Aesthetic Realism - Opposition To Prejudice and Racism

Opposition To Prejudice and Racism

In one of his earliest essays, “The Equality of Man” (1923), Siegel criticized writers who were promoting eugenics, the theory that intelligence is inherited and some people belong to superior breeds or races, while others are born inferior. He argued that thus far in the history of the world, people have not had equal conditions of life, to bring out their potential abilities, and he asserted that if all men and women had “an equal chance to use all the powers they had at birth, they would be equal.”

According to Aesthetic Realism, racism and prejudice of all kinds begin with the human inclination towards contempt, “the addition to self through the lessening of something else.” Students of the philosophy assert that the racist attitude is not inevitable, but can change if one learns to recognize and criticize contempt. In public forums, individuals of diverse nationalities and cultural backgrounds have described how, through study of Aesthetic Realism, their racism and prejudice changed, not into mere “tolerance” but into a respectful desire to know and to see that the feelings of another are “as real, and as deep, as one’s own.”

On an international level, proponents advocated the study of contempt and good will, as described by Aesthetic Realism, as “The Only Answer to the Mideast Crisis,” in a 1990 advertisement on the op-ed page of the New York Times.
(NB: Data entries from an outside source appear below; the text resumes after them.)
//! 32-bit record type keys.

use std::fmt;
use std::str::FromStr;

use serde::{Deserialize, Serialize};
use uuid::Uuid;

/// Record type key: the `time_low` field of the record's type UUID, or the
/// raw type-table slot for records without a UUID.
#[derive(Debug, Clone, Copy, PartialEq, Eq, Hash, PartialOrd, Ord, Serialize, Deserialize)]
pub struct TypeId(pub u32);

impl TypeId {
    pub fn from_uuid(uuid: &Uuid) -> Self {
        TypeId(uuid.as_fields().0)
    }
}

impl fmt::Display for TypeId {
    fn fmt(&self, f: &mut fmt::Formatter<'_>) -> fmt::Result {
        write!(f, "{:08X}", self.0)
    }
}

impl FromStr for TypeId {
    type Err = std::num::ParseIntError;

    /// Parses the 8-hex-digit tag form, with or without `0x`.
    fn from_str(s: &str) -> Result<Self, Self::Err> {
        let digits = s.trim_start_matches("0x").trim_start_matches("0X");
        u32::from_str_radix(digits, 16).map(TypeId)
    }
}

impl From<u32> for TypeId {
    fn from(v: u32) -> Self { TypeId(v) }
}

#[cfg(test)]
mod tests {
    use super::*;

    #[test]
    fn test_display_and_parse() {
        let id: TypeId = "0AA8AF46".parse().unwrap();
        assert_eq!(id, TypeId(0x0AA8AF46));
        assert_eq!(id.to_string(), "0AA8AF46");
        assert_eq!("0xF8A779F9".parse::<TypeId>().unwrap(), TypeId(0xF8A779F9));
        assert!("zz".parse::<TypeId>().is_err());
    }

    #[test]
    fn test_from_uuid_uses_time_low() {
        let uuid = Uuid::parse_str("ca7163a3-5124-4fd3-a94d-9c7c5e6a4b6c").unwrap();
        assert_eq!(TypeId::from_uuid(&uuid), TypeId(0xCA7163A3));
    }
}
To oppose prejudice they recommend that persons of nations who are in conflict “write a soliloquy of 500 words” describing the feelings of a person in the opposing land.
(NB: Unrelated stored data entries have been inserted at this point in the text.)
/// PlanarSketch
fn sketch2d(r: &mut NodeReader<'_>) -> Result<()> {
    r.set_type_name("Sketch2D");
    r.content_header()?;
    r.skip_block_size();
    r.i32("s32_0")?;
    r.skip_block_size();
    r.skip_block_size();
    r.skip_block_size();
    r.u32("num_entities")?;
    r.list8("entities", Item::CrossRef)?;
    r.skip_block_size();
    r.cross_ref("ref_transformation")?;
    r.cross_ref("ref_direction")?;
    r.u32_array("a0", 2)?;
    if r.version() > 2012 {
        r.list2("lst1", Item::CrossRef)?;
    } else {
        r.set_default("lst1", Value::Array(Vec::new()));
    }
    Ok(())
}

fn group2d(r: &mut NodeReader<'_>) -> Result<()> {
    r.set_type_name("Group2D");
    r.content_header()?;
    r.skip_block_size();
    r.i32("s32_0")?;
    r.skip_block_size();
    r.skip_block_size();
    r.i32("s32_1")?;
    r.skip_block_size();
    r.skip_block_size();
    r.skip_block_size();
    r.list2("lst0", Item::CrossRef)?;
    r.map6("lst1", Item::CrossRef, Item::U32)?;
    r.u32("u32_0")?;
    Ok(())
}

/// CoincidentConstraint
fn geometric_coincident2d(r: &mut NodeReader<'_>) -> Result<()> {
    r.constraint_header_2d("Geometric_Coincident2D")?;
    r.cross_ref("ref_object")?;
    r.cross_ref("ref_point")?;
    Ok(())
}

/// ParallelConstraint
fn geometric_parallel2d(r: &mut NodeReader<'_>) -> Result<()> {
    r.constraint_header_2d("Geometric_Parallel2D")?;
    r.cross_ref("ref_line1")?;
    r.cross_ref("ref_line2")?;
    r.u16("u16_0")?;
    Ok(())
}

/// PerpendicularConstraint
fn geometric_perpendicular2d(r: &mut NodeReader<'_>) -> Result<()> {
    r.constraint_header_2d("Geometric_Perpendicular2D")?;
    r.cross_ref("ref_line1")?;
    r.cross_ref("ref_line2")?;
    r.u16("u16_0")?;
    Ok(())
}

/// TangentConstraint
fn geometric_tangential2d(r: &mut NodeReader<'_>) -> Result<()> {
    r.constraint_header_2d("Geometric_Tangential2D")?;
    r.cross_ref("ref_line1")?;
    r.cross_ref("ref_line2")?;
    if r.version() > 2012 {
        r.skip(4);
    }
    Ok(())
}

/// HorizontalConstraint
fn geometric_horizontal2d(r: &mut NodeReader<'_>) -> Result<()> {
    r.constraint_header_2d("Geometric_Horizontal2D")?;
    r.cross_ref("ref_line")?;
    r.u8("u8_0")?;
    Ok(())
}

/// VerticalConstraint
fn geometric_vertical2d(r: &mut NodeReader<'_>) -> Result<()> {
    r.constraint_header_2d("Geometric_Vertical2D")?;
    r.cross_ref("ref_line")?;
    r.u8("u8_0")?;
    Ok(())
}

fn circle3d(r: &mut NodeReader<'_>) -> Result<()> {
    r.set_type_name("Circle3D");
    r.content_header()?;
    r.skip_block_size();
    r.skip_block_size();
    r.skip_block_size();
    r.i32("s32_0")?;
    r.skip_block_size();
    r.u32("u32_0")?;
    r.cross_ref("ref_sketch")?;
    if r.version() > 2017 {
        r.skip(4);
    } else {
        r.skip_block_size();
    }
    r.list2("points", Item::CrossRef)?;
    r.skip_block_size();
    r.f64_array("center", 3)?;
    r.f64_array("m1", 3)?;
    r.f64_array("m2", 3)?;
    r.f64_array("m3", 3)?;
    r.cross_ref("ref_center")?;
    Ok(())
}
The UN commissioned filmmaker Ken Kimmelman, a consultant on the faculty of the Aesthetic Realism Foundation, to make two anti-prejudice films: Asimbonanga, and Brushstrokes. Kimmelman credits Aesthetic Realism as his inspiration for these films, as well as his 1995 Emmy-award winning anti-prejudice public service film, The Heart Knows Better, based on, and including, a statement by Eli Siegel.

Another noted speaker on the subject of Aesthetic Realism and how it opposes prejudice and racism is Alice Bernstein, whose articles on the subject have been published in hundreds of papers throughout the country, including in her serialized column, “Alice Bernstein & Friends.” Mrs. Bernstein is the editor of The People of Clarendon County (Chicago: Third World Press, 2007), a book that includes a play by Ossie Davis re-discovered by Bernstein, together with historical documents, photographs, and essays about Aesthetic Realism, which she describes as "the education that can end racism." The late Ossie Davis, noted actor and civil rights activist, stated: “Alice Bernstein has dedicated her life to ending racism in this country. ... is writing an introduction based on what she has learned about people and history from Aesthetic Realism which she has studied for decades."

A production of The People of Clarendon County—a Play by Ossie Davis, & the Answer to Racism, presenting Aesthetic Realism as the educational method that explains and changes prejudice and racism, was staged in the Congressional Auditorium of the US Capitol Visitor Center in Washington, DC on October 21, 2009, with introductory remarks given by House Majority Whip James E. Clyburn.